▸ TASK ITEM
When the word "None" shows up in a line of the records below, copy that line.

[Stored data]
________________________________________

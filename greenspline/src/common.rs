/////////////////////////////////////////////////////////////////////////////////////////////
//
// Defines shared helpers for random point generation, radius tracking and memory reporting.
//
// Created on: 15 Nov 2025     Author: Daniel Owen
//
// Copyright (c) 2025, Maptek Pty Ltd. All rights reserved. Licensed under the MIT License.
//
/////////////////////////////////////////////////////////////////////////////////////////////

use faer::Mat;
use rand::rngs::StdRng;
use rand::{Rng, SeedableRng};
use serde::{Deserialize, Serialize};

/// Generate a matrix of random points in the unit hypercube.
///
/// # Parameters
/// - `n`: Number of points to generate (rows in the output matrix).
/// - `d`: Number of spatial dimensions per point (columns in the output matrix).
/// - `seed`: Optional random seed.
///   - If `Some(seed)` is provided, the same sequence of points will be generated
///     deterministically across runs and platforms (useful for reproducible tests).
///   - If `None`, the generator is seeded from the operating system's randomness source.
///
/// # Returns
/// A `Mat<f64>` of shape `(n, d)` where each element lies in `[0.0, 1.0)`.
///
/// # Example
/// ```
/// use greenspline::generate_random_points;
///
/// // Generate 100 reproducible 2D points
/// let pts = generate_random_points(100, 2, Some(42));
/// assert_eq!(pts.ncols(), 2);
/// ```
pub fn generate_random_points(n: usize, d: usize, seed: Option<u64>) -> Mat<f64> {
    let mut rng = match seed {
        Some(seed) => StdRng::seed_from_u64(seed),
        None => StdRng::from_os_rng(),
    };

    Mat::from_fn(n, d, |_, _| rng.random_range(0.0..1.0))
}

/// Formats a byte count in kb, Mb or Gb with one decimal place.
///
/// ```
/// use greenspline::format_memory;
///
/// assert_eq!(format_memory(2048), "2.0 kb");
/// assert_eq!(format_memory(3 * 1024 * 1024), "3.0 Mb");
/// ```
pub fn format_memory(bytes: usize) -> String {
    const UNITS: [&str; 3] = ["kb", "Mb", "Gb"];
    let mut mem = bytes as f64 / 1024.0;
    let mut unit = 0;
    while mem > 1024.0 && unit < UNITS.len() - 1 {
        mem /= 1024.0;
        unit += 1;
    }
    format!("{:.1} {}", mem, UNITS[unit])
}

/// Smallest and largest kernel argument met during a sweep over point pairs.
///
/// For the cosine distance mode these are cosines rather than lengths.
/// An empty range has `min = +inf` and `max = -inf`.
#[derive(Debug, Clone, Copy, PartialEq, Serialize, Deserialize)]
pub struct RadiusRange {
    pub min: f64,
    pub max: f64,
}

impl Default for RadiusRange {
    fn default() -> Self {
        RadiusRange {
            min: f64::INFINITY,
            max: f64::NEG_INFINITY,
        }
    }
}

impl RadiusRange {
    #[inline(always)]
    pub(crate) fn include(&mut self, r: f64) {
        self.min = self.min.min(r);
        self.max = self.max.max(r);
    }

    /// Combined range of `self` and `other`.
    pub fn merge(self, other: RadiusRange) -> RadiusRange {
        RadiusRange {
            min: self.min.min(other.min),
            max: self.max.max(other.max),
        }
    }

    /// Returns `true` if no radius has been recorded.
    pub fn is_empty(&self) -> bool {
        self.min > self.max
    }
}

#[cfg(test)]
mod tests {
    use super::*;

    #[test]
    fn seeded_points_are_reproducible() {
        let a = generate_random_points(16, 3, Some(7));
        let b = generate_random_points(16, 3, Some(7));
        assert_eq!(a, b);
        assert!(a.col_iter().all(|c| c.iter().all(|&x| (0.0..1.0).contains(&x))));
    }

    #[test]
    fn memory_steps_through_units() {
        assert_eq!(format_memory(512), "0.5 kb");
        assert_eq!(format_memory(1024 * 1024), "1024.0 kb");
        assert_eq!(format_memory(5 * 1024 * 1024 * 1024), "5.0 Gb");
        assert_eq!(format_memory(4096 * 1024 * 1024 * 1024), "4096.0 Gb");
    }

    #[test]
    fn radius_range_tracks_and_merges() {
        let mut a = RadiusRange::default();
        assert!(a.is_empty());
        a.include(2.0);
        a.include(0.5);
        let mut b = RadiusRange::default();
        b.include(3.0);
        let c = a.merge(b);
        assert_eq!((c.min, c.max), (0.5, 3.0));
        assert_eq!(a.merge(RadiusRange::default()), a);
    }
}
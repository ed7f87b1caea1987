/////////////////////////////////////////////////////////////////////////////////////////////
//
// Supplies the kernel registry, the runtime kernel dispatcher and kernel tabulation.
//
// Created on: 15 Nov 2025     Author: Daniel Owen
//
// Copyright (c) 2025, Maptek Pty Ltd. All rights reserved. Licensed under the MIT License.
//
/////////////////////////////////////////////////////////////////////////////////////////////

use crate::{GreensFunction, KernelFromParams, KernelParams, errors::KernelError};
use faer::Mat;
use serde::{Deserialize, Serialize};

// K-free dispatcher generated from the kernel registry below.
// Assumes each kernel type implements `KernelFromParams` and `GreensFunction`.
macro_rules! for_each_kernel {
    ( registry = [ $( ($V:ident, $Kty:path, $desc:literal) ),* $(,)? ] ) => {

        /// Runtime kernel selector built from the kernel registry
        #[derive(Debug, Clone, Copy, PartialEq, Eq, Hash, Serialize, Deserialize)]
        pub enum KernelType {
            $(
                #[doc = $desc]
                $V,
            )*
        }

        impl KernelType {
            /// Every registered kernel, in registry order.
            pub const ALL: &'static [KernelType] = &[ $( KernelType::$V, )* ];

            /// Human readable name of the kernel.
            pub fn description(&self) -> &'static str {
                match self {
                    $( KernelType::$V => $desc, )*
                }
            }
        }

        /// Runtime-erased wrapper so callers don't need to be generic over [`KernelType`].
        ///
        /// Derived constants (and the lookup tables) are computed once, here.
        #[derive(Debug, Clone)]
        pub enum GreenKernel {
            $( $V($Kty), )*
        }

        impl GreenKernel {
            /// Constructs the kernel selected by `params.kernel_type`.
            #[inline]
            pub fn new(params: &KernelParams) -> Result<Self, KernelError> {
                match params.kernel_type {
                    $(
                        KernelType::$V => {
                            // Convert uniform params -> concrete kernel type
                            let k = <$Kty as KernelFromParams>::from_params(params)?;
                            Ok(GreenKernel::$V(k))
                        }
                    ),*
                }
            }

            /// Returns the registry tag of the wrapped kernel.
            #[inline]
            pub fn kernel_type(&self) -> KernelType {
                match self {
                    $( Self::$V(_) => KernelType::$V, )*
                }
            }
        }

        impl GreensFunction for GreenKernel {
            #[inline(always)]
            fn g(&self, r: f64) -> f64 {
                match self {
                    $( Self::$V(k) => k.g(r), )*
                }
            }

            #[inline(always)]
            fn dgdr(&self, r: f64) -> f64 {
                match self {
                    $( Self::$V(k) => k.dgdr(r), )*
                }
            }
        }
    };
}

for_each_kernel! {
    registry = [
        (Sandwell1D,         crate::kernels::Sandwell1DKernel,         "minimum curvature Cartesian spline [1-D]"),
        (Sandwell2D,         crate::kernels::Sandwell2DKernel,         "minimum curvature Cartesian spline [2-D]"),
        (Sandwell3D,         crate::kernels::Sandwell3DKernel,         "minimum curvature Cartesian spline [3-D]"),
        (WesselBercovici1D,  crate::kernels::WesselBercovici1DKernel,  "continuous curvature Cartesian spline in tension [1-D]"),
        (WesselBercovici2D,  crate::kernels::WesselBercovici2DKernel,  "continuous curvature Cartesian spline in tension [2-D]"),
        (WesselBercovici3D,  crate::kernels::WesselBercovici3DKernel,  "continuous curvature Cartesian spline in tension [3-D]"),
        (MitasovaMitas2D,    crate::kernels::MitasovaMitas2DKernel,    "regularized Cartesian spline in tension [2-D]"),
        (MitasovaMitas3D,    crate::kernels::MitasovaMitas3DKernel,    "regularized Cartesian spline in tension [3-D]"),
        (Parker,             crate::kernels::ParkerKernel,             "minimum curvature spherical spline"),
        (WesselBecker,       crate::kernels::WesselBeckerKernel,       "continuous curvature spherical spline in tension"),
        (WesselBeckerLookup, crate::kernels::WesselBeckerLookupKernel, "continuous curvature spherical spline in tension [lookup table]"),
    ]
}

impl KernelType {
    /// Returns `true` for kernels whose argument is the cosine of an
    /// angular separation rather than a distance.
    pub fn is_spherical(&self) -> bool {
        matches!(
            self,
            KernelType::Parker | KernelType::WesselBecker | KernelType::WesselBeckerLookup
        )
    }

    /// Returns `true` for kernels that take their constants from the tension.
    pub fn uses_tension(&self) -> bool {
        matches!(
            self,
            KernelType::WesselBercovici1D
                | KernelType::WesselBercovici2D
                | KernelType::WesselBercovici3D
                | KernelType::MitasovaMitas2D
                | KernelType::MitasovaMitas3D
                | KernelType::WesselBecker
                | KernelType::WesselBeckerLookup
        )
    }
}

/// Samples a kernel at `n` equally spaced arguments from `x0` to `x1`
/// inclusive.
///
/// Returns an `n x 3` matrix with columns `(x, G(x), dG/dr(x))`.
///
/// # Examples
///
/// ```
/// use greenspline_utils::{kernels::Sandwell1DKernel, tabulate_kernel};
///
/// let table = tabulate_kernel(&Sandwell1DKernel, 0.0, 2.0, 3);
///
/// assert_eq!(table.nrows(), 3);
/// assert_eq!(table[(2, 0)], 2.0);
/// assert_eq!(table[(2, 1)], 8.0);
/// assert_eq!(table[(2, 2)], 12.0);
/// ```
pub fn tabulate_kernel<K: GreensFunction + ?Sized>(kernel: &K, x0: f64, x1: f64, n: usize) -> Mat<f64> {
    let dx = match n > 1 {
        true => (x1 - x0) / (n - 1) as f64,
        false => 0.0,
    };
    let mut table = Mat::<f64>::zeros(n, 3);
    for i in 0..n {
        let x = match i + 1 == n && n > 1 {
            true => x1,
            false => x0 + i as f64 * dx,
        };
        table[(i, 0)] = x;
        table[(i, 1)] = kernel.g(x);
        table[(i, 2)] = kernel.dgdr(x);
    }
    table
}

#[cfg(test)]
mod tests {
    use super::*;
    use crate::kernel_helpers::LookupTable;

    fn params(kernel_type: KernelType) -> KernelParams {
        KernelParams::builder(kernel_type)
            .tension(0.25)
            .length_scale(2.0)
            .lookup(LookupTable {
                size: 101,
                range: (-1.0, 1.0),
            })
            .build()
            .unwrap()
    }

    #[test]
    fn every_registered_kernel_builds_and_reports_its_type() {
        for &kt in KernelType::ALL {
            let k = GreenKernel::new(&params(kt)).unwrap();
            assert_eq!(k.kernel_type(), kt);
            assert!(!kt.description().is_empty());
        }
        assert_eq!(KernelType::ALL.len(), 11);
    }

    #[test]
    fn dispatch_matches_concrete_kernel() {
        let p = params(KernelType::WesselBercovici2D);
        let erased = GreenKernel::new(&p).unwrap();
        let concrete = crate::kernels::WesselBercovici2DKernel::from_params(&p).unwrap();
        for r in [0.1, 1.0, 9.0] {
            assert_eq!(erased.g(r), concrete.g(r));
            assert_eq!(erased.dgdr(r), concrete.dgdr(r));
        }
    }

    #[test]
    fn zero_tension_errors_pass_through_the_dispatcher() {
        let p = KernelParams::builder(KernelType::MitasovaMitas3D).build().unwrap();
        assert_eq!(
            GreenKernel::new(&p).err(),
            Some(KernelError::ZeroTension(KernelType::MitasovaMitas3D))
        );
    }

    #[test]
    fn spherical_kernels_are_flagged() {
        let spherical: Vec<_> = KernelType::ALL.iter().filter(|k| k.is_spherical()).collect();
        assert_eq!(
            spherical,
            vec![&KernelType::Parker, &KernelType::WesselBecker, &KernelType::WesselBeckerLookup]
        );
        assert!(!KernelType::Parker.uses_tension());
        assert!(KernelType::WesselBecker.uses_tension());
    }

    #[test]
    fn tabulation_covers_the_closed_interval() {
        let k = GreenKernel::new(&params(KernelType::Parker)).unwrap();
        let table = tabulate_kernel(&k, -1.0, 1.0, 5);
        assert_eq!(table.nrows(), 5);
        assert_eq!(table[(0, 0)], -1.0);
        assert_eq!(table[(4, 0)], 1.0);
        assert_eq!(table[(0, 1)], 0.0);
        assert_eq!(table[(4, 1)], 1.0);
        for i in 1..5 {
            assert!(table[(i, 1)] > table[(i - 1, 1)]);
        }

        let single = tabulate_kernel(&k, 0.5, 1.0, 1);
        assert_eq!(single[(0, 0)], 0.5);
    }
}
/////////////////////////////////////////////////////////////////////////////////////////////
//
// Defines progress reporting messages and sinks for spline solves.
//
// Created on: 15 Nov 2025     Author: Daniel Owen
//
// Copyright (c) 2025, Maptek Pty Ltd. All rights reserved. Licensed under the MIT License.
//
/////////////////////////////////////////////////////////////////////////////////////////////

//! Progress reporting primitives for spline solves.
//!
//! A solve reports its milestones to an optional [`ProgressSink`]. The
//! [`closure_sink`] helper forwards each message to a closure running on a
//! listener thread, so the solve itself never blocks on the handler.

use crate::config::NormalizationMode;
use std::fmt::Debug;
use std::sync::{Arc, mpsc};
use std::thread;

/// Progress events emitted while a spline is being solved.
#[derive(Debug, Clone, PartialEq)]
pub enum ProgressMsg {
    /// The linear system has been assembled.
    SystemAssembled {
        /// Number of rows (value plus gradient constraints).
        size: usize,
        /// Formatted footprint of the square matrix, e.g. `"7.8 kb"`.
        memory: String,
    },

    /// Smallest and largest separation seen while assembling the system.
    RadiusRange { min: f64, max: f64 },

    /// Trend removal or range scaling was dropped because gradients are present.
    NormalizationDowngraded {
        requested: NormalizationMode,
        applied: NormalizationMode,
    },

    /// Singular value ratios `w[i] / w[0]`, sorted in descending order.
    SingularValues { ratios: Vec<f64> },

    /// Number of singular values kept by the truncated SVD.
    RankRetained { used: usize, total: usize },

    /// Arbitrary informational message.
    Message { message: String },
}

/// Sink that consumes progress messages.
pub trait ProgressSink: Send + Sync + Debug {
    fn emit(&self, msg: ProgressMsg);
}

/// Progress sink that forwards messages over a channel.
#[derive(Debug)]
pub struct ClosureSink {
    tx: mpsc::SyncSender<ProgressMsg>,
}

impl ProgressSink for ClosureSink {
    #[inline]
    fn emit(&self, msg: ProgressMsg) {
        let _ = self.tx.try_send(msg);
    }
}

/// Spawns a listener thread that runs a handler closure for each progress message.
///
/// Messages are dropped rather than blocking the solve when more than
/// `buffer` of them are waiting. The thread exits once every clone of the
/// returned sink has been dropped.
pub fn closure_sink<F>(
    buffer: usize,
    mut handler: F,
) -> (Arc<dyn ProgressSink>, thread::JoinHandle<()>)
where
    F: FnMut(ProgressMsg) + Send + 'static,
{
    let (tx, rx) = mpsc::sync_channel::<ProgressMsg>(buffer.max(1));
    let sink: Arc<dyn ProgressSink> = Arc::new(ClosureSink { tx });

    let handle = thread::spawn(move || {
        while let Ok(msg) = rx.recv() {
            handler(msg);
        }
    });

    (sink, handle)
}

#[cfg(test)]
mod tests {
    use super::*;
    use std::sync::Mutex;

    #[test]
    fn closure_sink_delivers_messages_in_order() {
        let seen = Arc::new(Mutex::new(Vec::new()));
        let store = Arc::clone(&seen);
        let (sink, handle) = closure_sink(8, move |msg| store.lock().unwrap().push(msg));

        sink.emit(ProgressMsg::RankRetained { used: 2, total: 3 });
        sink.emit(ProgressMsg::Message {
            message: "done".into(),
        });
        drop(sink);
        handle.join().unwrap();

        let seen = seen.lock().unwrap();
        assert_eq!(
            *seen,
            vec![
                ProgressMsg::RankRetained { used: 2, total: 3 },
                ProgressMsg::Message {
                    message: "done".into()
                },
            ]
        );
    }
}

________________________________________

▸ OUTPUT FOR THIS TASK
///   - If `None`, the generator is seeded from the operating system's randomness source.
        None => StdRng::from_os_rng(),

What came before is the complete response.